There is also the added complication of how costs are to be split between the constituent members of the class. For representative actions, as the represented individuals are not parties to the action, they are not individually liable for costs. The court may nevertheless accept an application for costs to be paid by the representees.54 There are also specific costs rules in the CPR for proceedings governed by GLOs. The default position is that group litigants are severally, and not jointly, liable for an equal proportion of the common costs.55 In RBS however, the court decided at a Case Management Conference in December 2013 that adverse costs should be shared on a several basis in proportion to the size of the individual’s subscription cost in the rights issue relative to the total subscription cost for all the claimants on the group register.
With the growth in after-the-event (ATE) insurance and third-party litigation funding, the costs risk may, however, become less pronounced. Nevertheless, the risk is still a considerable factor in determining whether and how a class action is brought. Indeed, the arrangement of ATE insurance is often considered alongside, and of equal importance to, the litigation funding arrangements.56 Specific to opt-out CPs, damages-based agreements57 (DBA) are prohibited: there are no such restrictions for proceedings governed by GLOs or representative actions.58 Therefore, for an opt-out CP to be successful, it will be increasingly likely that it will be dependent upon third-party funding being obtained.
One of the notable differences between civil actions in England and certain other jurisdictions, particularly the US, is that there are no jury trials in English civil actions. This difference becomes apparent with quantum as English class action damages are typically much lower than in the US.
With regard to damages for representative actions, the historic position was that the ‘same interest’ requirement excluded damages from being recoverable for the class.59 However, there has been an incremental liberalisation such that it is established that damages can be claimed in a representative action.60 The damages awarded, however, in proceedings governed by a GLO or representative action will be dependent on the type of claim that is brought, though under English law, damages are generally compensatory (e.g., breach of contract, tort).61
The provisions for damages in CP claims are, however, more detailed. Damages are ordinarily compensatory; exemplary (i.e., punitive) damages for CPs have been statutorily excluded.62 Punitive damages may still be sought in relation to a competition law breach, however, to seek them, the individual would need to opt-out from the CP action and bring an individual claim. The CAT will calculate damages aggregately for the class or sub-class and will not undertake an assessment for the amount of damages recoverable by each represented person. Rules 92–93 of the CAT Rules 2015 stipulate that the CAT may give directions for the assessment, for instance a formula to quantify damages. Damages are ordinarily to be paid to the class representative for distribution.63 If all of the damages are not claimed within the CAT’s specified period, the CAT may order that undistributed damages are paid to the representative ‘in respect of all or part of the costs or expenses incurred by the representative in connection with the proceedings’.64 Any other remaining unpaid damages are to be paid to charity.65
The two CPO applications that have so far been brought, in particular MasterCard valued by the claimants at £14 billion, indicate the potentially significant damages that could be awarded.
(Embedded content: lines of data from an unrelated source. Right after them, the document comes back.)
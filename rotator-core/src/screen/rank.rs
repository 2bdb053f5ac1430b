//! Composite momentum score and top-N selection.

use std::cmp::Ordering;

use crate::domain::Candidate;

use super::Thresholds;

/// Weighted momentum score. The 24h move dominates; RSI and ATR%
/// contribute only their margin above the configured gates, floored at
/// zero so nothing below a gate can subtract.
pub fn composite_score(pct_24h: f64, rsi: f64, atr_pct: f64, thresholds: &Thresholds) -> f64 {
    0.7 * pct_24h
        + 0.2 * (rsi - thresholds.rsi_threshold).max(0.0)
        + 0.1 * (atr_pct - thresholds.atr_pct_min).max(0.0)
}

/// Sort by score, best first, and keep the first `top_n`.
///
/// The sort is stable, so equal scores keep their universe order from
/// the upstream market-cap ranking.
pub fn rank_top(mut candidates: Vec<Candidate>, top_n: usize) -> Vec<Candidate> {
    candidates.sort_by(|a, b| b.score.partial_cmp(&a.score).unwrap_or(Ordering::Equal));
    candidates.truncate(top_n);
    candidates
}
The sums that are potentially at stake will also be likely to provide a useful bargaining tool for claimants seeking to settle their claims instead of pursuing protracted litigation.
In common with other jurisdictions, there is often a significant and mutual impetus for claimants and defendants to settle class actions out of court. In some instances, such as in securities litigation under Section 90 FSMA, where the cause of action has not been frequently litigated, the absence of clear precedent may encourage the parties to settle to avoid uncertainty. With regard specifically to follow-on actions, since breach will have already been determined, the dispute will likely focus on the issues of causation and quantum. However, this can still be a complex and expensive process and defendants may therefore consider it more economical to settle out of court.
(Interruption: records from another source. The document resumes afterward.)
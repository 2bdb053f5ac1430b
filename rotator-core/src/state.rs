//! Persisted top-list state.
//!
//! One small JSON file carries the previous run's ranking so the next
//! run can label turnover. Two schema generations are accepted on read:
//! the current `{"top": [{"symbol", "rank"}]}` and the legacy
//! `{"top_symbols": [...]}`. Writes always use the current schema.
//! A missing or corrupt file reads as an empty ranking; state is a
//! convenience, never a reason to fail a run.

use std::collections::BTreeMap;
use std::fmt;
use std::io;
use std::path::Path;

use serde::{Deserialize, Serialize};

/// Membership label relative to the previous run.
#[derive(Debug, Clone, Copy, PartialEq, Eq, Serialize, Deserialize)]
#[serde(rename_all = "UPPERCASE")]
pub enum Label {
    New,
    Keep,
    Drop,
}

impl fmt::Display for Label {
    fn fmt(&self, f: &mut fmt::Formatter<'_>) -> fmt::Result {
        match self {
            Label::New => f.write_str("NEW"),
            Label::Keep => f.write_str("KEEP"),
            Label::Drop => f.write_str("DROP"),
        }
    }
}

/// The previous run's ranking, resolved from whichever schema was on
/// disk.
#[derive(Debug, Clone, Default, PartialEq)]
pub struct PrevTop {
    /// Symbols in rank order.
    pub symbols: Vec<String>,
    /// Symbol to 1-based rank.
    pub ranks: BTreeMap<String, u32>,
}

#[derive(Debug, Serialize)]
struct StateFile {
    top: Vec<StateEntry>,
}

#[derive(Debug, Serialize, Deserialize)]
struct StateEntry {
    symbol: String,
    #[serde(default)]
    rank: Option<u32>,
}

/// Whichever schema generation is on disk.
#[derive(Debug, Deserialize)]
#[serde(untagged)]
enum AnyState {
    Current { top: Vec<StateEntry> },
    Legacy { top_symbols: Vec<String> },
}

/// Read the previous ranking. Any read or parse failure means "no
/// previous state".
pub fn load_prev_top(path: &Path) -> PrevTop {
    let Ok(raw) = std::fs::read_to_string(path) else {
        return PrevTop::default();
    };
    let Ok(state) = serde_json::from_str::<AnyState>(&raw) else {
        return PrevTop::default();
    };

    match state {
        AnyState::Current { top } => {
            let mut symbols = Vec::with_capacity(top.len());
            let mut ranks = BTreeMap::new();
            for (i, entry) in top.into_iter().enumerate() {
                let rank = entry.rank.unwrap_or(i as u32 + 1);
                ranks.insert(entry.symbol.clone(), rank);
                symbols.push(entry.symbol);
            }
            PrevTop { symbols, ranks }
        }
        AnyState::Legacy { top_symbols } => {
            let ranks = top_symbols
                .iter()
                .enumerate()
                .map(|(i, s)| (s.clone(), i as u32 + 1))
                .collect();
            PrevTop {
                symbols: top_symbols,
                ranks,
            }
        }
    }
}

/// Label every symbol in either list: NEW and KEEP for current members,
/// DROP for previous members that fell out.
pub fn diff_labels(current: &[String], previous: &[String]) -> BTreeMap<String, Label> {
    let mut labels = BTreeMap::new();
    for symbol in current {
        let label = if previous.contains(symbol) {
            Label::Keep
        } else {
            Label::New
        };
        labels.insert(symbol.clone(), label);
    }
    for symbol in previous {
        labels.entry(symbol.clone()).or_insert(Label::Drop);
    }
    labels
}

/// Overwrite `path` with `symbols` in rank order. Returns whether the
/// ordered sequence differs from what was on disk; the write happens
/// either way.
pub fn save_top(path: &Path, symbols: &[String]) -> io::Result<bool> {
    let prev = load_prev_top(path);
    let changed = prev.symbols.as_slice() != symbols;

    let top = symbols
        .iter()
        .enumerate()
        .map(|(i, s)| StateEntry {
            symbol: s.clone(),
            rank: Some(i as u32 + 1),
        })
        .collect();
    let json = serde_json::to_string_pretty(&StateFile { top })
        .map_err(|e| io::Error::new(io::ErrorKind::Other, e))?;
    std::fs::write(path, json)?;
    Ok(changed)
}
As noted, it is increasingly likely that third-party litigation funding will take a larger role in English class and group action litigation. The consequences could be significant, opening up new claimants, types and scales of litigation to class and group actions not previously seen before. Third-party litigation funding also introduces a new dynamic when considering and negotiating settlement: although professional funders are legally prohibited from exercising control over the litigation they fund, the manner in which many funding packages are structured (with the cost of funds effectively increasing the longer a case progresses) may incentivise claimants to give fuller consideration to compromising actions pretrial. Unlike in some other jurisdictions (notably the United States), settlements in GLO and representative actions do not require court approval, though admissible settlement attempts may still have an impact upon the court’s allocation of costs as between the parties if a settlement is not reached. The CPR do not, however, contain any explicit guidance on how any settlement negotiations or agreements are to be managed.
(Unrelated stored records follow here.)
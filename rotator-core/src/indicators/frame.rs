//! Per-series indicator bundle consumed by the filter.

use crate::domain::{Bar, Direction};

use super::atr::atr_pct;
use super::rsi::rsi;
use super::sma::sma;

/// Smoothing period shared by the RSI and ATR columns. The moving-average
/// period is configurable; these two are not.
pub const OSCILLATOR_PERIOD: usize = 14;

/// One fetched series with its indicator columns, aligned index for index
/// with the bars.
#[derive(Debug, Clone)]
pub struct IndicatorFrame {
    pub bars: Vec<Bar>,
    pub ma: Vec<f64>,
    pub rsi: Vec<f64>,
    pub atr_pct: Vec<f64>,
}

impl IndicatorFrame {
    pub fn compute(bars: Vec<Bar>, ma_period: usize) -> Self {
        let closes: Vec<f64> = bars.iter().map(|b| b.close).collect();
        let ma = sma(&closes, ma_period);
        let rsi = rsi(&closes, OSCILLATOR_PERIOD);
        let atr_pct = atr_pct(&bars, OSCILLATOR_PERIOD);
        Self {
            bars,
            ma,
            rsi,
            atr_pct,
        }
    }

    /// Close of the final bar; NaN for an empty frame.
    pub fn last_close(&self) -> f64 {
        self.bars.last().map(|b| b.close).unwrap_or(f64::NAN)
    }

    pub fn last_ma(&self) -> Option<f64> {
        last_defined(&self.ma)
    }

    pub fn last_rsi(&self) -> Option<f64> {
        last_defined(&self.rsi)
    }

    pub fn last_atr_pct(&self) -> Option<f64> {
        last_defined(&self.atr_pct)
    }

    /// Direction of the final move, from the last two closes.
    pub fn direction(&self) -> Direction {
        let n = self.bars.len();
        if n < 2 {
            return Direction::Flat;
        }
        let prev = self.bars[n - 2].close;
        let last = self.bars[n - 1].close;
        if last > prev {
            Direction::Up
        } else if last < prev {
            Direction::Down
        } else {
            Direction::Flat
        }
    }
}

fn last_defined(series: &[f64]) -> Option<f64> {
    series.last().copied().filter(|v| !v.is_nan())
}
In contrast, the CA contains provisions, implemented by the CRA, for a collective settlement scheme.66 Once a collective proceedings order has been made and proceedings are authorised to continue on an opt-out basis, claims may only be settled by way of a collective settlement approved by the CAT. The proposed settlement must be presented to the CAT by the representative and the defendant of the collective proceedings. The settlement need not apply to all of the defendants in the proceedings, merely those that intend to be bound by it. The CAT, however, may only make an order approving the settlement where it deems the terms to be ‘just and reasonable’.67 If the time frame specified in the collective settlement approval order given by the CAT has expired, the collective settlement will be binding upon all those domiciled in the UK who fell within the CPO’s defined class and did not opt out, and those domiciled outside of the UK who otherwise fell within the defined class and opted in.68 CP opt-in proceedings are not subject to such requirements, although they cannot be settled without the CAT’s permission before the expiry of the time given in the CP for a class member to opt in to the proceedings.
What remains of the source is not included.